[mpich-discuss] IMB 3.1 with TOL 0 crashes on Allreduce
Jayesh Krishna
jayesh at mcs.anl.gov
Fri May 30 12:39:52 CDT 2008
Hi,
I tried the allreduce test in IMB on a 64-bit machine with 2 dual core
procs (total 4 cores) and did not get any errors.
Can you try the following ?,
# Disable hyperthreading
# Download the latest version of MPICH2 (available at
http://www.mcs.anl.gov/research/projects/mpich2/downloads/index.php?s=down
loads). Uninstall any existing version of MPICH2 in your system and
install the downloaded version.
# Remove any modifications that you made to IMB. It would be best to use a
fresh download of IMB.
# Recompile IMB (Note that you should link your applications with mpi.lib
NOT mpich2.lib.)
# Rerun the allreduce benchmark (on the local machine - "mpiexec -n 2
imb-mpi1.exe allreduce")
Let us know the results.
Regards,
Jayesh
-----Original Message-----
From: Calin Iaru [mailto:calin at dolphinics.com]
Sent: Friday, May 30, 2008 11:58 AM
To: Jayesh Krishna
Cc: mpich-discuss at mcs.anl.gov
Subject: Re: [mpich-discuss] IMB 3.1 with TOL 0 crashes on Allreduce
IMB is compiled with Studio 2003 command prompt by launching "nmake -f
make_ict_win", links to Program Files\mpich2\lib\mpich2.lib; the machine
where it runs has 2 cpus that run with hyperthreading enabled and is also
the build machine.

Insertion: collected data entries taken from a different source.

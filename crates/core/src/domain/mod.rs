pub mod call;
pub mod directory;
pub mod operation;
pub mod state;
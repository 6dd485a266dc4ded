use serde::{Deserialize, Serialize};

use crate::errors::CrmError;

/// Entity a workflow trigger listens on.
#[derive(Clone, Copy, Debug, PartialEq, Eq, Hash, Serialize, Deserialize)]
#[serde(rename_all = "camelCase")]
pub enum TriggerObject {
    Lead,
    Contact,
    Opportunity,
    Task,
    Note,
    Call,
    Email,
    Sms,
    Meeting,
    CustomActivity,
}

impl TriggerObject {
    pub const ALL: [TriggerObject; 10] = [
        Self::Lead,
        Self::Contact,
        Self::Opportunity,
        Self::Task,
        Self::Note,
        Self::Call,
        Self::Email,
        Self::Sms,
        Self::Meeting,
        Self::CustomActivity,
    ];

    pub fn as_str(&self) -> &'static str {
        match self {
            Self::Lead => "lead",
            Self::Contact => "contact",
            Self::Opportunity => "opportunity",
            Self::Task => "task",
            Self::Note => "note",
            Self::Call => "call",
            Self::Email => "email",
            Self::Sms => "sms",
            Self::Meeting => "meeting",
            Self::CustomActivity => "customActivity",
        }
    }

    pub fn parse(value: &str) -> Option<Self> {
        let normalized = value.trim();
        Self::ALL.into_iter().find(|object| object.as_str().eq_ignore_ascii_case(normalized))
    }
}

#[derive(Clone, Copy, Debug, PartialEq, Eq, Hash, Serialize, Deserialize)]
#[serde(rename_all = "snake_case")]
pub enum TriggerAction {
    Created,
    Updated,
    Deleted,
    StatusChange,
    Completed,
    Merged,
}

impl TriggerAction {
    pub fn as_str(&self) -> &'static str {
        match self {
            Self::Created => "created",
            Self::Updated => "updated",
            Self::Deleted => "deleted",
            Self::StatusChange => "status_change",
            Self::Completed => "completed",
            Self::Merged => "merged",
        }
    }

    pub fn parse(value: &str) -> Option<Self> {
        match value.trim().to_ascii_lowercase().replace(['-', ' '], "_").as_str() {
            "created" => Some(Self::Created),
            "updated" => Some(Self::Updated),
            "deleted" => Some(Self::Deleted),
            "status_change" | "statuschange" => Some(Self::StatusChange),
            "completed" => Some(Self::Completed),
            "merged" => Some(Self::Merged),
            _ => None,
        }
    }
}

/// One entry of the `events` array sent when creating a subscription.
#[derive(Clone, Debug, PartialEq, Eq, Hash, Serialize, Deserialize)]
pub struct EventFilter {
    pub object_type: String,
    pub action: String,
}

struct TriggerMapping {
    object: TriggerObject,
    action: TriggerAction,
    object_type: &'static str,
    event_action: &'static str,
}

const fn mapping(
    object: TriggerObject,
    action: TriggerAction,
    object_type: &'static str,
    event_action: &'static str,
) -> TriggerMapping {
    TriggerMapping { object, action, object_type, event_action }
}

use TriggerAction::{Completed, Created, Deleted, Merged, StatusChange, Updated};
use TriggerObject as O;

/// Every supported trigger. Status changes and task events are published
/// by the CRM under activity or task sub-types, not the entity itself.
const TRIGGER_TABLE: &[TriggerMapping] = &[
    mapping(O::Lead, Created, "lead", "created"),
    mapping(O::Lead, Updated, "lead", "updated"),
    mapping(O::Lead, Deleted, "lead", "deleted"),
    mapping(O::Lead, Merged, "lead", "merged"),
    mapping(O::Lead, StatusChange, "activity.lead_status_change", "created"),
    mapping(O::Contact, Created, "contact", "created"),
    mapping(O::Contact, Updated, "contact", "updated"),
    mapping(O::Contact, Deleted, "contact", "deleted"),
    mapping(O::Opportunity, Created, "opportunity", "created"),
    mapping(O::Opportunity, Updated, "opportunity", "updated"),
    mapping(O::Opportunity, Deleted, "opportunity", "deleted"),
    mapping(O::Opportunity, StatusChange, "activity.opportunity_status_change", "created"),
    mapping(O::Task, Created, "task.lead", "created"),
    mapping(O::Task, Updated, "task.lead", "updated"),
    mapping(O::Task, Deleted, "task.lead", "deleted"),
    mapping(O::Task, Completed, "task.lead", "completed"),
    mapping(O::Note, Created, "activity.note", "created"),
    mapping(O::Note, Updated, "activity.note", "updated"),
    mapping(O::Note, Deleted, "activity.note", "deleted"),
    mapping(O::Call, Created, "activity.call", "created"),
    mapping(O::Call, Updated, "activity.call", "updated"),
    mapping(O::Call, Deleted, "activity.call", "deleted"),
    mapping(O::Email, Created, "activity.email", "created"),
    mapping(O::Email, Updated, "activity.email", "updated"),
    mapping(O::Email, Deleted, "activity.email", "deleted"),
    mapping(O::Sms, Created, "activity.sms", "created"),
    mapping(O::Sms, Updated, "activity.sms", "updated"),
    mapping(O::Sms, Deleted, "activity.sms", "deleted"),
    mapping(O::Meeting, Created, "activity.meeting", "created"),
    mapping(O::Meeting, Updated, "activity.meeting", "updated"),
    mapping(O::Meeting, Deleted, "activity.meeting", "deleted"),
    mapping(O::CustomActivity, Created, "activity.custom_activity", "created"),
    mapping(O::CustomActivity, Updated, "activity.custom_activity", "updated"),
    mapping(O::CustomActivity, Deleted, "activity.custom_activity", "deleted"),
];

/// Actions a trigger object can subscribe to, in table order.
pub fn supported_actions(object: TriggerObject) -> Vec<TriggerAction> {
    TRIGGER_TABLE.iter().filter(|entry| entry.object == object).map(|entry| entry.action).collect()
}

/// Translates a trigger selection into the subscription's event filters.
/// Duplicated actions collapse; an empty or unsupported selection is a
/// local validation error.
pub fn event_filters(
    object: TriggerObject,
    actions: &[TriggerAction],
) -> Result<Vec<EventFilter>, CrmError> {
    if actions.is_empty() {
        return Err(CrmError::LocalValidation(format!(
            "select at least one action for the `{}` trigger",
            object.as_str()
        )));
    }

    let mut filters: Vec<EventFilter> = Vec::with_capacity(actions.len());
    for action in actions {
        let entry = TRIGGER_TABLE
            .iter()
            .find(|entry| entry.object == object && entry.action == *action)
            .ok_or_else(|| {
                CrmError::LocalValidation(format!(
                    "action `{}` is not available for the `{}` trigger",
                    action.as_str(),
                    object.as_str()
                ))
            })?;

        let filter = EventFilter {
            object_type: entry.object_type.to_string(),
            action: entry.event_action.to_string(),
        };
        if !filters.contains(&filter) {
            filters.push(filter);
        }
    }

    Ok(filters)
}
use serde::{Deserialize, Serialize};
use serde_json::{Map, Value};

use crate::errors::CrmError;

#[derive(Clone, Copy, Debug, PartialEq, Eq, Hash, Serialize, Deserialize)]
#[serde(rename_all = "camelCase")]
pub enum Resource {
    Lead,
    LeadStatus,
    Opportunity,
    OpportunityStatus,
    Task,
    Note,
    Call,
    Email,
    Meeting,
    Sms,
    CustomActivity,
    Contact,
}

impl Resource {
    pub const ALL: [Resource; 12] = [
        Self::Lead,
        Self::LeadStatus,
        Self::Opportunity,
        Self::OpportunityStatus,
        Self::Task,
        Self::Note,
        Self::Call,
        Self::Email,
        Self::Meeting,
        Self::Sms,
        Self::CustomActivity,
        Self::Contact,
    ];

    pub fn as_str(&self) -> &'static str {
        match self {
            Self::Lead => "lead",
            Self::LeadStatus => "leadStatus",
            Self::Opportunity => "opportunity",
            Self::OpportunityStatus => "opportunityStatus",
            Self::Task => "task",
            Self::Note => "note",
            Self::Call => "call",
            Self::Email => "email",
            Self::Meeting => "meeting",
            Self::Sms => "sms",
            Self::CustomActivity => "customActivity",
            Self::Contact => "contact",
        }
    }

    pub fn parse(value: &str) -> Option<Self> {
        let normalized = value.trim();
        Self::ALL.into_iter().find(|resource| resource.as_str().eq_ignore_ascii_case(normalized))
    }
}

impl std::fmt::Display for Resource {
    fn fmt(&self, f: &mut std::fmt::Formatter<'_>) -> std::fmt::Result {
        f.write_str(self.as_str())
    }
}

#[derive(Clone, Copy, Debug, PartialEq, Eq, Hash, Serialize, Deserialize)]
#[serde(rename_all = "camelCase")]
pub enum Operation {
    Create,
    Find,
    Get,
    Update,
    Delete,
    List,
    Merge,
    BulkUpdate,
    GetPublished,
}

impl Operation {
    pub const ALL: [Operation; 9] = [
        Self::Create,
        Self::Find,
        Self::Get,
        Self::Update,
        Self::Delete,
        Self::List,
        Self::Merge,
        Self::BulkUpdate,
        Self::GetPublished,
    ];

    pub fn as_str(&self) -> &'static str {
        match self {
            Self::Create => "create",
            Self::Find => "find",
            Self::Get => "get",
            Self::Update => "update",
            Self::Delete => "delete",
            Self::List => "list",
            Self::Merge => "merge",
            Self::BulkUpdate => "bulkUpdate",
            Self::GetPublished => "getPublished",
        }
    }

    pub fn parse(value: &str) -> Option<Self> {
        let normalized = value.trim();
        Self::ALL.into_iter().find(|operation| operation.as_str().eq_ignore_ascii_case(normalized))
    }
}

impl std::fmt::Display for Operation {
    fn fmt(&self, f: &mut std::fmt::Formatter<'_>) -> std::fmt::Result {
        f.write_str(self.as_str())
    }
}

/// One caller invocation. Parameters use the caller's camelCase naming and
/// have already been validated for type by the host.
#[derive(Clone, Debug, PartialEq, Serialize, Deserialize)]
pub struct OperationRequest {
    pub resource: Resource,
    pub operation: Operation,
    #[serde(default)]
    pub parameters: Map<String, Value>,
}

impl OperationRequest {
    pub fn new(resource: Resource, operation: Operation, parameters: Value) -> Self {
        let parameters = match parameters {
            Value::Object(map) => map,
            _ => Map::new(),
        };
        Self { resource, operation, parameters }
    }

    pub fn required_str(&self, name: &str) -> Result<String, CrmError> {
        self.optional_str(name).ok_or_else(|| CrmError::missing_parameter(name))
    }

    /// Non-blank string parameter; numbers are accepted and stringified.
    pub fn optional_str(&self, name: &str) -> Option<String> {
        match self.parameters.get(name)? {
            Value::String(value) => {
                let trimmed = value.trim();
                (!trimmed.is_empty()).then(|| trimmed.to_string())
            }
            Value::Number(value) => Some(value.to_string()),
            _ => None,
        }
    }

    pub fn required_value(&self, name: &str) -> Result<Value, CrmError> {
        match self.parameters.get(name) {
            None | Some(Value::Null) => Err(CrmError::missing_parameter(name)),
            Some(Value::String(value)) if value.trim().is_empty() => {
                Err(CrmError::missing_parameter(name))
            }
            Some(value) => Ok(value.clone()),
        }
    }

    /// Object-valued parameter group such as `additionalFields`; an absent
    /// group reads as empty.
    pub fn group(&self, name: &str) -> Map<String, Value> {
        match self.parameters.get(name) {
            Some(Value::Object(map)) => map.clone(),
            _ => Map::new(),
        }
    }

    pub fn bool_or(&self, name: &str, default: bool) -> bool {
        match self.parameters.get(name) {
            Some(Value::Bool(value)) => *value,
            Some(Value::String(value)) => value.trim().parse().unwrap_or(default),
            _ => default,
        }
    }

    pub fn u32_or(&self, name: &str, default: u32) -> u32 {
        match self.parameters.get(name) {
            Some(Value::Number(value)) => value
                .as_u64()
                .and_then(|value| u32::try_from(value).ok())
                .filter(|value| *value > 0)
                .unwrap_or(default),
            Some(Value::String(value)) => {
                value.trim().parse().ok().filter(|value| *value > 0).unwrap_or(default)
            }
            _ => default,
        }
    }
}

I ran it on both CPUs and on the same CPU by adding a
SetProcessAffinityMask before MPI_Init.
I added some information like the hexadecimal representation of the
expected value and the hexadecimal representation of the difference
between the expected and the arrived value.
Jayesh Krishna wrote:
>
> Hi,
> Please provide us as much details as possible so that we can help
> with your problem (I am not able to reproduce the error in our lab. I
> tried allreduce - 16 procs, reduce - 2 procs, reduce_scatter - 2
> procs, on an x86 WinXP machine with 1 proc).
>
> # Make sure that you compile the IMB 3.1 suite in your local machine
> (don't execute an executable created on another machine - to narrow
> down on the pblm) # Run your job as "mpiexec -n 2 imb-mpi1.exe
> allreduce"
> # Are you running your tests on a multi-core machine ?
>
> Once again pls provide as much details as possible in your reply.
>
> Regards,
> Jayesh
>
> -----Original Message-----
> From: Calin Iaru [mailto:calin at dolphinics.com]

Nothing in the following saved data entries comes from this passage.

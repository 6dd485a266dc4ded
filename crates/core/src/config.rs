use std::env;
use std::fs;
use std::path::{Path, PathBuf};

use secrecy::{ExposeSecret, SecretString};
use serde::{Deserialize, Serialize};
use thiserror::Error;

use crate::webhook::{SignatureScheme, WebhookSettings};

pub const DEFAULT_BASE_URL: &str = "https://api.close.com/api/v1";

#[derive(Clone, Debug)]
pub struct AppConfig {
    pub close: CloseConfig,
    pub webhook: WebhookConfig,
    pub cache: CacheConfig,
    pub server: ServerConfig,
    pub logging: LoggingConfig,
}

#[derive(Clone, Debug)]
pub struct CloseConfig {
    pub api_key: SecretString,
    pub base_url: String,
    pub timeout_secs: Option<u64>,
}

#[derive(Clone, Debug)]
pub struct WebhookConfig {
    pub signature_key: Option<SecretString>,
    pub scheme: SignatureScheme,
    pub tolerance_secs: u64,
    pub idempotency: bool,
    pub dedupe_capacity: usize,
    pub enrich_metadata: bool,
    pub public_url: Option<String>,
    /// Subscription state file written by `closelink webhook subscribe`.
    /// The receiver reads its signature key and processed ids from it.
    pub state_path: Option<PathBuf>,
}

#[derive(Clone, Debug)]
pub struct CacheConfig {
    pub custom_field_ttl_secs: u64,
    pub user_ttl_secs: u64,
    pub max_capacity: u64,
}

#[derive(Clone, Debug)]
pub struct ServerConfig {
    pub bind_address: String,
    pub port: u16,
    pub graceful_shutdown_secs: u64,
}

#[derive(Clone, Debug)]
pub struct LoggingConfig {
    pub level: String,
    pub format: LogFormat,
}

#[derive(Clone, Copy, Debug, PartialEq, Eq, Serialize, Deserialize)]
#[serde(rename_all = "snake_case")]
pub enum LogFormat {
    Compact,
    Pretty,
    Json,
}

#[derive(Clone, Debug, Default)]
pub struct ConfigOverrides {
    pub api_key: Option<String>,
    pub base_url: Option<String>,
    pub signature_key: Option<String>,
    pub webhook_public_url: Option<String>,
    pub webhook_state_path: Option<PathBuf>,
    pub log_level: Option<String>,
    pub bind_address: Option<String>,
    pub port: Option<u16>,
}

#[derive(Clone, Debug, Default)]
pub struct LoadOptions {
    pub config_path: Option<PathBuf>,
    pub require_file: bool,
    pub overrides: ConfigOverrides,
}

> Sent: Friday, May 30, 2008 9:48 AM
> To: Jayesh Krishna
> Cc: mpich-discuss at mcs.anl.gov
> Subject: Re: [mpich-discuss] IMB 3.1 with TOL 0 crashes on Allreduce
>
> 1) the job crashes on one machine with -n 2 at the same transfers:
> Allreduce, Reduce and Reduce_scatter. Jobs are running on Win32 only.
>
> Jayesh Krishna wrote:
> >
> > Hi,
> > Any inputs on the other points that I mentioned in my prev email ?
> >
> > Regards,
> > Jayesh
> >
> > -----Original Message-----
> > From: Calin Iaru [mailto:calin at dolphinics.com]
> > Sent: Friday, May 30, 2008 8:17 AM
> > To: Jayesh Krishna
> > Cc: mpich-discuss at mcs.anl.gov
> > Subject: Re: [mpich-discuss] IMB 3.1 with TOL 0 crashes on Allreduce
> >
> > Hi Jayesh,
> >
> > besides Allreduce, there is Reduce and Reduce_Scatter that fails.
> >
> > Best regards,
> > Calin
> >
> > Jayesh Krishna wrote:
> > >
> > > Hi,
> > > I tried running the IMB 3.1 suite for allreduce on a single
> > > machine with upto 8 procs and did not get any errors.
> > >
> > > 1) Make sure that both node-1 & node-2 have the same data model
> > > (data type representation). Please note that MPICH2 currently does
> > > not support heterogeneous systems (wrt the data models used by the
> > > machines, for eg: you cannot run MPI procs across x86 and x64
> > > machines). If you need to run your program across a heterogeneous
> > > system please use MPICH1 instead.
> > >
> > > 2) Try running the benchmark on a single node/host (mpiexec -n 2
> > > imb-mpi1.exe allreduce) and let us know the results.
> > > 3) Are you able to run other tests in the IMB 3.1 suite ?
> > >
> > > Regards,
> > > Jayesh
> > >
> > > -----Original Message-----
> > > From: owner-mpich-discuss at mcs.anl.gov
> > > [mailto:owner-mpich-discuss at mcs.anl.gov] On Behalf Of Calin Iaru
> > > Sent: Monday, May 26, 2008 5:50 AM
> > > To: mpich-discuss at mcs.anl.gov
> > > Subject: [mpich-discuss] IMB 3.1 with TOL 0 crashes on Allreduce
> > >
> > > The problem is that the latest mpich2 in combination with IMB 3.1
> > > generates a data corruption error when running on 2 nodes. IMB was
> > > compiled with the CHECK flag and TOL set to 0 inside IMB_declare.h.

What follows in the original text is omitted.